—Bueno, señor, bueno.

—Pues ayer, mi querido don Manuel —dijo el vivaracho, mostrando un periódico—, me sacó usted de un gran apuro. No sabiendo qué escribir, me metí con usted. Vea, vea lo que le digo: «Le visita diariamente el venerable sacerdote don Manuel Flórez, que sostiene con el procesado empeñadas controversias sobre puntos sutilísimos de teología y de alta moral...»

—¡Jesús!... ¡Mayor mentira! ¡Pero si no hemos hablado nada de teología, ni...! Y además, ya os he dicho que no teníais que mentarme a mí para nada. Yo vengo aquí a cumplir mis deberes cristianos de consolar al triste, y dar un buen consejo al que lo ha menester.
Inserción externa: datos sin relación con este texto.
use rust_decimal::Decimal;
use serde_json::Value;
use tracing::{debug, instrument};

use crate::models::movement::{Direction, Movement, QuantitySource, Reason};
use crate::services::field_resolver::{as_text, as_timestamp};
use crate::services::lot_resolver::{lot_quantity, sum_quantities};

/// Candidate paths for every canonical movement field, in priority order.
///
/// `shipmentStatus` never feeds `DIRECTION`; only `SHIPMENT_STATUS` reads it.
pub mod aliases {
    use crate::services::field_resolver::AliasTable;

    pub const ID: AliasTable = AliasTable::new(
        "id",
        &["id", "movementId", "inventoryMovementId", "shipmentItemId"],
    );
    pub const DIRECTION: AliasTable = AliasTable::new(
        "direction",
        &["direction", "movementDirection", "movementType"],
    );
    pub const REASON: AliasTable =
        AliasTable::new("reason", &["reason", "movementReason", "reasonCode"]);
    pub const CENTER_ID: AliasTable = AliasTable::new(
        "centerId",
        &[
            "centerId",
            "center.id",
            "center.centerId",
            "serviceCenterId",
            "serviceCenter.id",
        ],
    );
    pub const CENTER_NAME: AliasTable = AliasTable::new(
        "centerName",
        &[
            "centerName",
            "center.name",
            "center.centerName",
            "serviceCenterName",
            "serviceCenter.name",
        ],
    );
    pub const MOVED_AT: AliasTable = AliasTable::new(
        "movedAt",
        &[
            "movedAt",
            "movementDate",
            "createdAt",
            "shippedAt",
            "receivedAt",
            "shipment.shippedAt",
        ],
    );
    pub const PART_ID: AliasTable = AliasTable::new(
        "partId",
        &["partId", "part.id", "part.partId", "partLot.partId", "partLot.part.id"],
    );
    pub const PART_NO: AliasTable = AliasTable::new(
        "partNo",
        &[
            "partNo",
            "partNumber",
            "part.partNo",
            "part.partNumber",
            "partLot.partNo",
            "partLot.part.partNo",
        ],
    );
    pub const PART_NAME: AliasTable = AliasTable::new(
        "partName",
        &[
            "partName",
            "part.partName",
            "part.name",
            "partLot.partName",
            "partLot.part.partName",
        ],
    );
    pub const SERIAL_NO: AliasTable = AliasTable::new(
        "serialNo",
        &[
            "serialNo",
            "serialNumber",
            "part.serialNo",
            "partLot.serialNo",
            "partLot.serialNumber",
        ],
    );
    pub const BATCH_NO: AliasTable = AliasTable::new(
        "batchNo",
        &[
            "batchNo",
            "batchNumber",
            "part.batchNo",
            "partLot.batchNo",
            "partLot.batchNumber",
        ],
    );
    pub const MFG_DATE: AliasTable = AliasTable::new(
        "mfgDate",
        &[
            "mfgDate",
            "manufactureDate",
            "productionDate",
            "partLot.mfgDate",
            "partLot.manufactureDate",
        ],
    );
    pub const PART_LOTS: AliasTable = AliasTable::new(
        "partLots",
        &["partLots", "lots", "partLotItems", "shipmentItems", "items"],
    );
    pub const TOTAL_QUANTITY: AliasTable =
        AliasTable::new("totalQuantity", &["totalQuantity", "totalQty"]);
    pub const QUANTITY: AliasTable =
        AliasTable::new("quantity", &["quantity", "qty", "movedQuantity"]);
    pub const APPOINTMENT_ID: AliasTable = AliasTable::new(
        "appointmentId",
        &["appointmentId", "appointment.id", "serviceAppointmentId"],
    );
    pub const APPOINTMENT_NOTE: AliasTable = AliasTable::new(
        "appointmentNote",
        &["appointmentNote", "appointment.note", "appointment.description"],
    );
    pub const SHIPMENT_CODE: AliasTable = AliasTable::new(
        "shipmentCode",
        &["shipmentCode", "shipment.code", "shipment.shipmentCode"],
    );
    pub const SHIPMENT_STATUS: AliasTable = AliasTable::new(
        "shipmentStatus",
        &["shipmentStatus", "shipment.status"],
    );
    pub const VIN: AliasTable = AliasTable::new(
        "vin",
        &[
            "vin",
            "vehicleVin",
            "vehicle.vin",
            "appointment.vin",
            "appointment.vehicle.vin",
        ],
    );
    pub const NOTE: AliasTable = AliasTable::new("note", &["note", "notes", "remark"]);

    /// Every movement-level table, for auditing.
    pub const ALL: [AliasTable; 21] = [
        ID,
        DIRECTION,
        REASON,
        CENTER_ID,
        CENTER_NAME,
        MOVED_AT,
        PART_ID,
        PART_NO,
        PART_NAME,
        SERIAL_NO,
        BATCH_NO,
        MFG_DATE,
        PART_LOTS,
        TOTAL_QUANTITY,
        QUANTITY,
        APPOINTMENT_ID,
        APPOINTMENT_NOTE,
        SHIPMENT_CODE,
        SHIPMENT_STATUS,
        VIN,
        NOTE,
    ];
}

/// Maps one raw movement or shipment-item record to a canonical [`Movement`].
///
/// Never fails; a record missing every field yields a movement whose optional
/// fields are all `None` and whose id is the empty composite `"-"`.
pub fn normalize(raw: &Value) -> Movement {
    let center_id = aliases::CENTER_ID.text(raw);
    let moved_at_raw = aliases::MOVED_AT.resolve(raw);
    let id = aliases::ID
        .text(raw)
        .unwrap_or_else(|| composite_id(center_id.as_deref(), moved_at_raw));

    let part_lots = match aliases::PART_LOTS.resolve(raw) {
        Some(Value::Array(items)) => items.clone(),
        _ => Vec::new(),
    };
    let explicit_total = aliases::TOTAL_QUANTITY.decimal(raw);
    let quantity = aliases::QUANTITY.decimal(raw);
    let lot_quantities: Vec<Decimal> = part_lots.iter().map(lot_quantity).collect();
    let (total_quantity, quantity_source) =
        derive_total_quantity(explicit_total, &lot_quantities, quantity);

    Movement {
        id,
        direction: aliases::DIRECTION
            .text(raw)
            .and_then(|value| Direction::parse(&value)),
        reason: aliases::REASON
            .text(raw)
            .and_then(|value| Reason::parse(&value)),
        center_id,
        center_name: aliases::CENTER_NAME.text(raw),
        moved_at: moved_at_raw.and_then(as_timestamp),
        part_id: aliases::PART_ID.text(raw),
        part_no: aliases::PART_NO.text(raw),
        part_name: aliases::PART_NAME.text(raw),
        serial_no: aliases::SERIAL_NO.text(raw),
        batch_no: aliases::BATCH_NO.text(raw),
        mfg_date: aliases::MFG_DATE.date(raw),
        part_lots,
        explicit_total,
        quantity,
        total_quantity,
        quantity_source,
        appointment_id: aliases::APPOINTMENT_ID.text(raw),
        appointment_note: aliases::APPOINTMENT_NOTE.text(raw),
        shipment_code: aliases::SHIPMENT_CODE.text(raw),
        shipment_status: aliases::SHIPMENT_STATUS.text(raw),
        vin: aliases::VIN.text(raw),
        note: aliases::NOTE.text(raw),
    }
}

/// Normalizes every record in order.
#[instrument(skip(records), fields(count = records.len()))]
pub fn normalize_all(records: &[Value]) -> Vec<Movement> {
    let movements: Vec<Movement> = records.iter().map(normalize).collect();
    debug!(
        "Normalized {} movements, {} without a part key",
        movements.len(),
        movements.iter().filter(|m| m.part_key().is_none()).count()
    );
    movements
}

/// Explicit total wins; otherwise the lot sum; otherwise the top-level quantity
/// clamped at zero.
pub fn derive_total_quantity(
    explicit_total: Option<Decimal>,
    lot_quantities: &[Decimal],
    top_level: Option<Decimal>,
) -> (Option<Decimal>, QuantitySource) {
    if let Some(total) = explicit_total {
        return (Some(total), QuantitySource::Explicit);
    }
    if !lot_quantities.is_empty() {
        let sum = sum_quantities(lot_quantities.iter().copied());
        return (Some(sum), QuantitySource::LotSum);
    }
    match top_level {
        Some(quantity) => (Some(quantity.max(Decimal::ZERO)), QuantitySource::TopLevel),
        None => (None, QuantitySource::Absent),
    }
}

fn composite_id(center_id: Option<&str>, moved_at: Option<&Value>) -> String {
    let timestamp = moved_at.and_then(as_text).unwrap_or_default();
    format!("{}-{}", center_id.unwrap_or_default(), timestamp)
}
—Es usted un santo, don Manuel. ¡Pues menudo bombito le doy aquí, más abajo! Vea...

—Ninguna falta me hacen a mí vuestros bombitos, y os agradecería mucho que no sacarais mi nombre en esta contradanza informativa.

—Déjeme que se lo lea. Digo: «Aquel venerable y ejemplar sacerdote, que es el primero en acudir, allí donde hay miserias que socorrer, y grandes amarguras que mitigar con el inefable consuelo de la piedad cristiana; aquel varón respetabilísimo, cuya modestia corre parejas con su virtud, cuya actividad en servicio de los grandes ideales religiosos...»

—Basta, basta... No quiero oír más.

Llegaron al corredor alto que da vuelta al inmenso patio, y el vivaracho se adelantó diciendo:

—Me temo que hoy tenga el apóstol mucha gente, y que no podamos hablarle.

—Pero si esto es un escándalo —dijo don Manuel—. Aquí viene, en busca de satisfacciones de la curiosidad, un público no menos numeroso que el que va a los teatros y a las carreras de caballos. Al pobre Nazarín le volverían loco si ya no lo estuviera, y como es hombre que no sabe negarse a nadie, ni ser descortés y altanero, que casos hay en que la descortesía y un poquitín de soberbia no están de más, resulta que los que venimos a consolarle y a poner algún concierto en sus ideas, no podemos realizar este fin.